Esa lentitud en darles prelación es que, en un país donde ya hay 7,4 millones de víctimas oficialmente registradas, hay demasiados priorizados y es difícil atenderlos a todos con la misma premura.

Solo en esa resolución de la Unidad de Víctimas que establece quiénes son prioritarios hay al menos nueve categorías: las víctimas que vienen de Justicia y Paz, las que tenían su indemnización atrasada de un programa anterior en épocas de Álvaro Uribe, las que tengan una enfermedad terminal, las mujeres cabeza de hogar, las de violencia sexual, los niños que fueron reclutados, los adultos mayores y los LGBTI.

“Por la indemnización me llamaron desde el 2013 pero hasta el sol de hoy no me han llamado más”, dice Eris Ernelys Valencia.

No tienen cómo sostener a sus familias

Por su condición de doble condición de campesinos y discapacitados, muchas víctimas de minas no tienen cómo sostener a sus familias.

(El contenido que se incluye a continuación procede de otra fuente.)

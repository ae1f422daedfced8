//! Lifecycle events and the channels they are dispatched on.

use crate::context::Context;
use crate::definition::Definition;
use crate::step::StepNumber;
use std::fmt;

/// Lifecycle moments the transitioner announces.
#[derive(Debug, Clone, Copy, PartialEq, Eq, Hash)]
pub enum EventKind {
    PreForwards,
    PostForwards,
    PreBackwards,
    PostBackwards,
    PreComplete,
    Completed,
    Skip,
    Reset,
}

impl EventKind {
    pub fn as_str(&self) -> &'static str {
        match self {
            EventKind::PreForwards => "flow.pre_forwards",
            EventKind::PostForwards => "flow.post_forwards",
            EventKind::PreBackwards => "flow.pre_backwards",
            EventKind::PostBackwards => "flow.post_backwards",
            EventKind::PreComplete => "flow.pre_complete",
            EventKind::Completed => "flow.completed",
            EventKind::Skip => "flow.skip",
            EventKind::Reset => "flow.reset",
        }
    }

    /// Whether listeners may block the transition this event precedes.
    pub fn is_blockable(&self) -> bool {
        matches!(
            self,
            EventKind::PreForwards | EventKind::PreBackwards | EventKind::PreComplete
        )
    }
}

impl fmt::Display for EventKind {
    fn fmt(&self, f: &mut fmt::Formatter<'_>) -> fmt::Result {
        write!(f, "{}", self.as_str())
    }
}

/// Audience of a dispatched event.
#[derive(Debug, Clone, PartialEq, Eq, Hash)]
pub enum Scope {
    /// Every flow.
    Global,
    /// Every flow in a routing group.
    Group(String),
    /// One flow, by name.
    Flow(String),
    /// One step of one flow.
    Step { flow: String, number: StepNumber },
}

/// Structured channel identifier: an event kind and a scope.
///
/// Renders as `<event>`, `<event>.<group>`, `<event>.<flow>` or
/// `<event>.<flow>.step_<n>`.
#[derive(Debug, Clone, PartialEq, Eq, Hash)]
pub struct Channel {
    pub kind: EventKind,
    pub scope: Scope,
}

impl Channel {
    pub fn global(kind: EventKind) -> Self {
        Self {
            kind,
            scope: Scope::Global,
        }
    }

    pub fn group(kind: EventKind, group: impl Into<String>) -> Self {
        Self {
            kind,
            scope: Scope::Group(group.into()),
        }
    }

    pub fn flow(kind: EventKind, flow: impl Into<String>) -> Self {
        Self {
            kind,
            scope: Scope::Flow(flow.into()),
        }
    }

    pub fn step(kind: EventKind, flow: impl Into<String>, number: StepNumber) -> Self {
        Self {
            kind,
            scope: Scope::Step {
                flow: flow.into(),
                number,
            },
        }
    }
}

impl fmt::Display for Channel {
    fn fmt(&self, f: &mut fmt::Formatter<'_>) -> fmt::Result {
        match &self.scope {
            Scope::Global => write!(f, "{}", self.kind),
            Scope::Group(group) => write!(f, "{}.{}", self.kind, group),
            Scope::Flow(flow) => write!(f, "{}.{}", self.kind, flow),
            Scope::Step { flow, number } => write!(f, "{}.{}.step_{}", self.kind, flow, number),
        }
    }
}

/// Event handed to listeners.
///
/// It exposes the flow it concerns read-only, and carries the bits
/// listeners may flip: the blocked flag for `Pre*` events and the skip
/// flags for [`EventKind::Skip`]. Flags can only be raised, never cleared.
pub struct Event<'a, T> {
    kind: EventKind,
    definition: &'a Definition,
    context: &'a Context<T>,
    blocked: bool,
    soft_skipped: bool,
    hard_skipped: bool,
}

impl<'a, T> Event<'a, T> {
    pub fn new(kind: EventKind, definition: &'a Definition, context: &'a Context<T>) -> Self {
        Self {
            kind,
            definition,
            context,
            blocked: false,
            soft_skipped: false,
            hard_skipped: false,
        }
    }

    pub fn kind(&self) -> EventKind {
        self.kind
    }

    pub fn flow_name(&self) -> &str {
        self.definition.name()
    }

    pub fn definition(&self) -> &'a Definition {
        self.definition
    }

    pub fn context(&self) -> &'a Context<T> {
        self.context
    }

    pub fn data(&self) -> &'a T {
        self.context.data()
    }

    /// Blocks the pending transition. Has no effect on events that do
    /// not precede a transition.
    pub fn block_transition(&mut self) {
        if self.kind.is_blockable() {
            self.blocked = true;
        }
    }

    pub fn is_transition_blocked(&self) -> bool {
        self.blocked
    }

    /// Soft skips the step following the one this skip event fired for.
    pub fn soft_skip(&mut self) {
        if self.kind == EventKind::Skip {
            self.soft_skipped = true;
        }
    }

    pub fn is_soft_skipped(&self) -> bool {
        self.soft_skipped
    }

    /// Hard skips the step following the one this skip event fired for.
    pub fn hard_skip(&mut self) {
        if self.kind == EventKind::Skip {
            self.hard_skipped = true;
        }
    }

    pub fn is_hard_skipped(&self) -> bool {
        self.hard_skipped
    }
}

impl<T> fmt::Debug for Event<'_, T> {
    fn fmt(&self, f: &mut fmt::Formatter<'_>) -> fmt::Result {
        f.debug_struct("Event")
            .field("kind", &self.kind)
            .field("flow", &self.definition.name())
            .field("current_step", &self.context.current_step_number())
            .field("blocked", &self.blocked)
            .field("soft_skipped", &self.soft_skipped)
            .field("hard_skipped", &self.hard_skipped)
            .finish()
    }
}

“Yo ya camino a las maravillas, pero esta tierra del Cauca es muy desnivelada y con la prótesis es tan difícil que al rato estoy muy adolorido. En el estado en que quedé lo que gano es poco, pero a uno le toca -así sea de arrastre- trabajar”, dice Wilmer González, un campesino de 36 años que vive de cosechar café o hacerle 'la limpia' a los cultivos en El Tambo. Está esperando un cambio de prótesis para su pie derecho, aunque sus perspectivas laborales no cambiarán mucho con ella.

Tampoco es más fácil para los que, en aras de recuperarse, trastean a sus familias a las ciudades. “A mí ninguna empresa me recibe así como estoy, que no puedo quedarme parado más de un rato. Como yo soy el que produzco para la familia, compré tres lavadoritas de ropa con una ayuda de emergencia de la Unidad [de Víctimas]”, cuenta Edelson Cassiani, un campesino de Montelíbano (Córdoba) que está esperando una operación desde que le explotó una mina en 2013 al salir de su cultivo de arroz.

Hace exactamente un año, en mayo de 2014, la directora de la Unidad Paula Gaviria y el DPS firmaron un acuerdo para poner en marcha proyectos productivos para víctimas de minas.

Pero, en palabras Reinel Barbosa, “sin trabajo, sin recursos, en zonas rurales, ¿cómo se va a superar el estado de vulnerabilidad? Por ahora es como un pescadito: nada por aquí, nada por allá”.

Fotos cortesía de la Campaña Colombiana contra Minas.